[[ Material to process open ]]

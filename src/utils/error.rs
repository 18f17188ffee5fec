use thiserror::Error;

#[derive(Error, Debug)]
pub enum EtlError {
    #[error("HTTP request failed: {0}")]
    ApiError(#[from] reqwest::Error),

    #[error("CSV processing error: {0}")]
    CsvError(#[from] csv::Error),

    #[error("IO error: {0}")]
    IoError(#[from] std::io::Error),

    #[error("Configuration error: {message}")]
    ConfigError { message: String },

    #[error("Invalid value for {field}: '{value}' ({reason})")]
    InvalidConfigValueError {
        field: String,
        value: String,
        reason: String,
    },

    #[error("Configuration validation failed for {field}: {message}")]
    ConfigValidationError { field: String, message: String },

    #[error("Unexpected page structure for {year}-{month:02}: {message}")]
    PageStructureError {
        year: i32,
        month: u32,
        message: String,
    },

    #[error("Data processing error: {message}")]
    ProcessingError { message: String },

    #[error("Validation error: {message}")]
    ValidationError { message: String },
}

#[derive(Debug, Clone, Copy, PartialEq, Eq)]
pub enum ErrorCategory {
    Network,
    Configuration,
    PageFormat,
    Output,
    Processing,
}

#[derive(Debug, Clone, Copy, PartialEq, Eq, PartialOrd, Ord)]
pub enum ErrorSeverity {
    Medium,
    High,
    Critical,
}

impl EtlError {
    pub fn page_structure(year: i32, month: u32, message: impl Into<String>) -> Self {
        EtlError::PageStructureError {
            year,
            month,
            message: message.into(),
        }
    }

    pub fn category(&self) -> ErrorCategory {
        match self {
            EtlError::ApiError(_) => ErrorCategory::Network,
            EtlError::ConfigError { .. }
            | EtlError::InvalidConfigValueError { .. }
            | EtlError::ConfigValidationError { .. }
            | EtlError::ValidationError { .. } => ErrorCategory::Configuration,
            EtlError::PageStructureError { .. } => ErrorCategory::PageFormat,
            EtlError::CsvError(_) | EtlError::IoError(_) => ErrorCategory::Output,
            EtlError::ProcessingError { .. } => ErrorCategory::Processing,
        }
    }

    pub fn severity(&self) -> ErrorSeverity {
        match self.category() {
            ErrorCategory::Network => ErrorSeverity::Medium,
            ErrorCategory::Configuration
            | ErrorCategory::PageFormat
            | ErrorCategory::Processing => ErrorSeverity::High,
            ErrorCategory::Output => ErrorSeverity::Critical,
        }
    }

    pub fn recovery_suggestion(&self) -> &'static str {
        match self.category() {
            ErrorCategory::Network => {
                "Check the network connection and that the JMA site is reachable, then rerun"
            }
            ErrorCategory::Configuration => {
                "Check --startDate/--endDate (YYYYMMDD), --csvPath and the settings file"
            }
            ErrorCategory::PageFormat => {
                "The page layout may have changed; check the station identifiers and the page in a browser"
            }
            ErrorCategory::Output => "Check that the output directory exists and is writable",
            ErrorCategory::Processing => "Rerun with RUST_LOG=jma_daily_etl=debug for details",
        }
    }

    pub fn user_friendly_message(&self) -> String {
        match self {
            EtlError::ApiError(e) => match e.status() {
                Some(status) => format!("The weather page request failed with HTTP {}", status),
                None => "Could not download a weather page".to_string(),
            },
            EtlError::InvalidConfigValueError { field, value, .. } => {
                format!("'{}' is not a valid value for {}", value, field)
            }
            EtlError::PageStructureError { year, month, .. } => {
                format!("Could not read the observation table for {}-{:02}", year, month)
            }
            EtlError::CsvError(_) | EtlError::IoError(_) => {
                "Could not write the output file".to_string()
            }
            other => other.to_string(),
        }
    }
}

pub type Result<T> = std::result::Result<T, EtlError>;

[[ Material to process closed ]]

▶ [Try it] Output every line of the data again, exactly.

▶ [Answer below]
filename src/utils/error.rs
repository 18f17188ffee5fec
use thiserror::Error;

#[derive(Error, Debug)]
pub enum EtlError {
    #[error("HTTP request failed: {0}")]
    ApiError(#[from] reqwest::Error),

    #[error("CSV processing error: {0}")]
    CsvError(#[from] csv::Error),

    #[error("IO error: {0}")]
    IoError(#[from] std::io::Error),

    #[error("Configuration error: {message}")]
    ConfigError { message: String },

    #[error("Invalid value for {field}: '{value}' ({reason})")]
    InvalidConfigValueError {
        field: String,
        value: String,
        reason: String,
    },

    #[error("Configuration validation failed for {field}: {message}")]
    ConfigValidationError { field: String, message: String },

    #[error("Unexpected page structure for {year}-{month:02}: {message}")]
    PageStructureError {
        year: i32,
        month: u32,
        message: String,
    },

    #[error("Data processing error: {message}")]
    ProcessingError { message: String },

    #[error("Validation error: {message}")]
    ValidationError { message: String },
}

#[derive(Debug, Clone, Copy, PartialEq, Eq)]
pub enum ErrorCategory {
    Network,
    Configuration,
    PageFormat,
    Output,
    Processing,
}

#[derive(Debug, Clone, Copy, PartialEq, Eq, PartialOrd, Ord)]
pub enum ErrorSeverity {
    Medium,
    High,
    Critical,
}

impl EtlError {
    pub fn page_structure(year: i32, month: u32, message: impl Into<String>) -> Self {
        EtlError::PageStructureError {
            year,
            month,
            message: message.into(),
        }
    }

    pub fn category(&self) -> ErrorCategory {
        match self {
            EtlError::ApiError(_) => ErrorCategory::Network,
            EtlError::ConfigError { .. }
            | EtlError::InvalidConfigValueError { .. }
            | EtlError::ConfigValidationError { .. }
            | EtlError::ValidationError { .. } => ErrorCategory::Configuration,
            EtlError::PageStructureError { .. } => ErrorCategory::PageFormat,
            EtlError::CsvError(_) | EtlError::IoError(_) => ErrorCategory::Output,
            EtlError::ProcessingError { .. } => ErrorCategory::Processing,
        }
    }

    pub fn severity(&self) -> ErrorSeverity {
        match self.category() {
            ErrorCategory::Network => ErrorSeverity::Medium,
            ErrorCategory::Configuration
            | ErrorCategory::PageFormat
            | ErrorCategory::Processing => ErrorSeverity::High,
            ErrorCategory::Output => ErrorSeverity::Critical,
        }
    }

    pub fn recovery_suggestion(&self) -> &'static str {
        match self.category() {
            ErrorCategory::Network => {
                "Check the network connection and that the JMA site is reachable, then rerun"
            }
            ErrorCategory::Configuration => {
                "Check --startDate/--endDate (YYYYMMDD), --csvPath and the settings file"
            }
            ErrorCategory::PageFormat => {
                "The page layout may have changed; check the station identifiers and the page in a browser"
            }
            ErrorCategory::Output => "Check that the output directory exists and is writable",
            ErrorCategory::Processing => "Rerun with RUST_LOG=jma_daily_etl=debug for details",
        }
    }

    pub fn user_friendly_message(&self) -> String {
        match self {
            EtlError::ApiError(e) => match e.status() {
                Some(status) => format!("The weather page request failed with HTTP {}", status),
                None => "Could not download a weather page".to_string(),
            },
            EtlError::InvalidConfigValueError { field, value, .. } => {
                format!("'{}' is not a valid value for {}", value, field)
            }
            EtlError::PageStructureError { year, month, .. } => {
                format!("Could not read the observation table for {}-{:02}", year, month)
            }
            EtlError::CsvError(_) | EtlError::IoError(_) => {
                "Could not write the output file".to_string()
            }
            other => other.to_string(),
        }
    }
}

pub type Result<T> = std::result::Result<T, EtlError>;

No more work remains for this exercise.